The entries below contain a line with "pub fn environment(&self)" and a line with "pub fn population(&self, id: &str)". Quote exactly those two lines and all lines between them.

[[ Records to process open ]]

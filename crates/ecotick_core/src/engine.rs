//! The tick engine.
//!
//! [`tick`] is a free function over [`EngineState`] so any [`RandomSource`]
//! can drive it. [`Engine`] bundles the state with its catalog, configuration
//! and seeded generator and is what hosts normally hold.

use crate::catalog::Catalog;
use crate::config::EngineConfig;
use crate::environment::EnvironmentLogic;
use crate::history::{GlobalSample, History, SpeciesSample};
use crate::lifecycle::{self, PassOutcome};
use crate::metrics::TickMetrics;
use crate::migration;
use crate::population::Populations;
use crate::rng::{RandomSource, SeededRng};
use crate::snapshot::EngineSnapshot;
use crate::stats::SpeciesStats;
use ecotick_data::{Environment, Individual, SpeciesId, SpeciesTickReport, TickReport};
use std::collections::BTreeMap;
use std::time::Instant;

/// Everything that changes from tick to tick.
#[derive(Debug, Clone, PartialEq)]
pub struct EngineState {
    pub time: u64,
    pub environment: Environment,
    pub populations: Populations,
    pub history: History,
}

impl EngineState {
    /// Time 0, empty history, every pool seeded with its `start_pop`.
    #[must_use]
    pub fn seeded(catalog: &Catalog, config: &EngineConfig) -> Self {
        Self {
            time: 0,
            environment: Environment::at(0, config.cycle_length),
            populations: Populations::seeded(catalog),
            history: History::new(config.history_cap),
        }
    }
}

/// Advances `state` by exactly one tick.
pub fn tick<R: RandomSource>(
    state: &mut EngineState,
    catalog: &Catalog,
    config: &EngineConfig,
    rng: &mut R,
) -> TickReport {
    let prev_pops: Vec<usize> = catalog
        .iter()
        .map(|s| state.populations.count(&s.id))
        .collect();

    state.time += 1;
    state.environment.update(state.time, config.cycle_length);

    let arrivals = if migration::is_due(state.time, config.migration_interval) {
        migration::migrate(catalog, &mut state.populations, config, rng)
    } else {
        BTreeMap::new()
    };

    let mut outcomes: Vec<PassOutcome> = Vec::with_capacity(catalog.len());
    let mut eaten: BTreeMap<SpeciesId, u32> = BTreeMap::new();
    for species in catalog.iter() {
        let outcome = lifecycle::process_species(
            species,
            &mut state.populations,
            &state.environment,
            config,
            rng,
        );
        for (prey, n) in &outcome.eaten {
            *eaten.entry(prey.clone()).or_insert(0) += n;
        }
        outcomes.push(outcome);
    }

    let mut reports = Vec::with_capacity(catalog.len());
    for ((species, outcome), prev_pop) in catalog.iter().zip(&outcomes).zip(prev_pops) {
        let pop = state.populations.count(&species.id);
        let avg_energy = state.populations.avg_energy(&species.id);
        let health_pct = if species.max_energy > 0.0 {
            100.0 * avg_energy / species.max_energy
        } else {
            0.0
        };

        state.history.record_species(
            &species.id,
            SpeciesSample {
                pop,
                energy: avg_energy,
                births: outcome.births,
                deaths: outcome.deaths,
            },
        );
        reports.push(SpeciesTickReport {
            id: species.id.clone(),
            prev_pop,
            pop,
            births: outcome.births,
            deaths: outcome.deaths,
            eaten: eaten.get(&species.id).copied().unwrap_or(0),
            migrants: arrivals.get(&species.id).copied().unwrap_or(0),
            avg_energy,
            health_pct,
        });
    }

    let producer_pop: usize = catalog
        .producers()
        .map(|s| state.populations.count(&s.id))
        .sum();
    let consumer_pop: usize = catalog
        .consumers()
        .map(|s| state.populations.count(&s.id))
        .sum();
    state.history.record_global(GlobalSample {
        total_pop: state.populations.total(),
        total_biomass: state.populations.total_biomass(),
        producer_pop,
        consumer_pop,
    });

    TickReport {
        time: state.time,
        environment: state.environment,
        species: reports,
    }
}

#[derive(Debug)]
pub struct Engine {
    catalog: Catalog,
    config: EngineConfig,
    state: EngineState,
    rng: SeededRng,
    metrics: TickMetrics,
}

impl Engine {
    /// Fresh engine at time 0. Catalog problems are logged, never fatal.
    #[must_use]
    pub fn new(catalog: Catalog, config: EngineConfig, seed: u32) -> Self {
        catalog.log_warnings();
        let state = EngineState::seeded(&catalog, &config);
        tracing::info!(seed, species = catalog.len(), population = state.populations.total(), "Engine initialized");
        Self {
            catalog,
            config,
            state,
            rng: SeededRng::new(seed),
            metrics: TickMetrics::default(),
        }
    }

    /// Resumes from a snapshot. Pools missing from the snapshot start empty.
    #[must_use]
    pub fn from_snapshot(catalog: Catalog, config: EngineConfig, snapshot: EngineSnapshot) -> Self {
        catalog.log_warnings();
        let mut populations = snapshot.populations;
        populations.ensure_pools(&catalog);
        let mut history = snapshot.history;
        history.set_cap(config.history_cap);
        tracing::info!(time = snapshot.time, seed = snapshot.rng.seed, "Engine restored from snapshot");
        Self {
            catalog,
            config,
            state: EngineState {
                time: snapshot.time,
                environment: snapshot.environment,
                populations,
                history,
            },
            rng: SeededRng::from_state(snapshot.rng),
            metrics: TickMetrics::default(),
        }
    }

    #[must_use]
    pub fn with_metrics(mut self, metrics: TickMetrics) -> Self {
        self.metrics = metrics;
        self
    }

    /// Back to time 0 with a new seed.
    pub fn reset(&mut self, seed: u32) {
        self.rng.reseed(seed);
        self.state = EngineState::seeded(&self.catalog, &self.config);
        self.metrics.reset();
        tracing::info!(seed, "Engine reset");
    }

    /// Adds `count` full-energy individuals of `id`. Unknown ids and a zero
    /// count are ignored. Returns the number actually added.
    pub fn add_individuals(&mut self, id: &str, count: usize) -> usize {
        let Some(species) = self.catalog.get(id) else {
            tracing::debug!(species = id, "Ignoring add for unknown species");
            return 0;
        };
        if count == 0 {
            return 0;
        }
        self.state.populations.add(species, count);
        count
    }

    pub fn tick(&mut self) -> TickReport {
        let started = Instant::now();
        let report = tick(&mut self.state, &self.catalog, &self.config, &mut self.rng);
        self.metrics.record_tick(
            report.time,
            started.elapsed(),
            self.state.populations.total(),
            report.total_births(),
            report.total_deaths(),
        );
        report
    }

    /// Runs `ticks` ticks back to back.
    pub fn fast_forward(&mut self, ticks: u32) -> Vec<TickReport> {
        (0..ticks).map(|_| self.tick()).collect()
    }

    #[must_use]
    pub fn time(&self) -> u64 {
        self.state.time
    }

    #[must_use]
    pub fn seed(&self) -> u32 {
        self.rng.seed()
    }

    #[must_use]
    pub fn environment(&self) -> &Environment {
        &self.state.environment
    }

    #[must_use]
    pub fn catalog(&self) -> &Catalog {
        &self.catalog
    }

    #[must_use]
    pub fn config(&self) -> &EngineConfig {
        &self.config
    }

    #[must_use]
    pub fn state(&self) -> &EngineState {
        &self.state
    }

    #[must_use]
    pub fn populations(&self) -> &Populations {
        &self.state.populations
    }

    #[must_use]
    pub fn population(&self, id: &str) -> usize {
        self.state.populations.count(id)
    }

    /// Owned copy of every pool.
    #[must_use]
    pub fn population_snapshot(&self) -> BTreeMap<SpeciesId, Vec<Individual>> {
        self.state.populations.snapshot()
    }

    #[must_use]
    pub fn history(&self) -> &History {
        &self.state.history
    }

    #[must_use]
    pub fn species_history(&self, id: &str) -> Vec<SpeciesSample> {
        self.state
            .history
            .species(id)
            .map(|s| s.to_vec())
            .unwrap_or_default()
    }

    #[must_use]
    pub fn global_history(&self) -> Vec<GlobalSample> {
        self.state.history.global().to_vec()
    }

    #[must_use]
    pub fn stats(&self) -> Vec<SpeciesStats> {
        SpeciesStats::all(&self.catalog, &self.state.populations, &self.state.history)
    }

    #[must_use]
    pub fn metrics(&self) -> &TickMetrics {
        &self.metrics
    }

    #[must_use]
    pub fn snapshot(&self) -> EngineSnapshot {
        EngineSnapshot {
            time: self.state.time,
            rng: self.rng.state(),
            environment: self.state.environment,
            populations: self.state.populations.clone(),
            history: self.state.history.clone(),
        }
    }
}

[[ Records to process closed ]]

[Reply]
    pub fn environment(&self) -> &Environment {
        &self.state.environment
    }

    #[must_use]
    pub fn catalog(&self) -> &Catalog {
        &self.catalog
    }

    #[must_use]
    pub fn config(&self) -> &EngineConfig {
        &self.config
    }

    #[must_use]
    pub fn state(&self) -> &EngineState {
        &self.state
    }

    #[must_use]
    pub fn populations(&self) -> &Populations {
        &self.state.populations
    }

    #[must_use]
    pub fn population(&self, id: &str) -> usize {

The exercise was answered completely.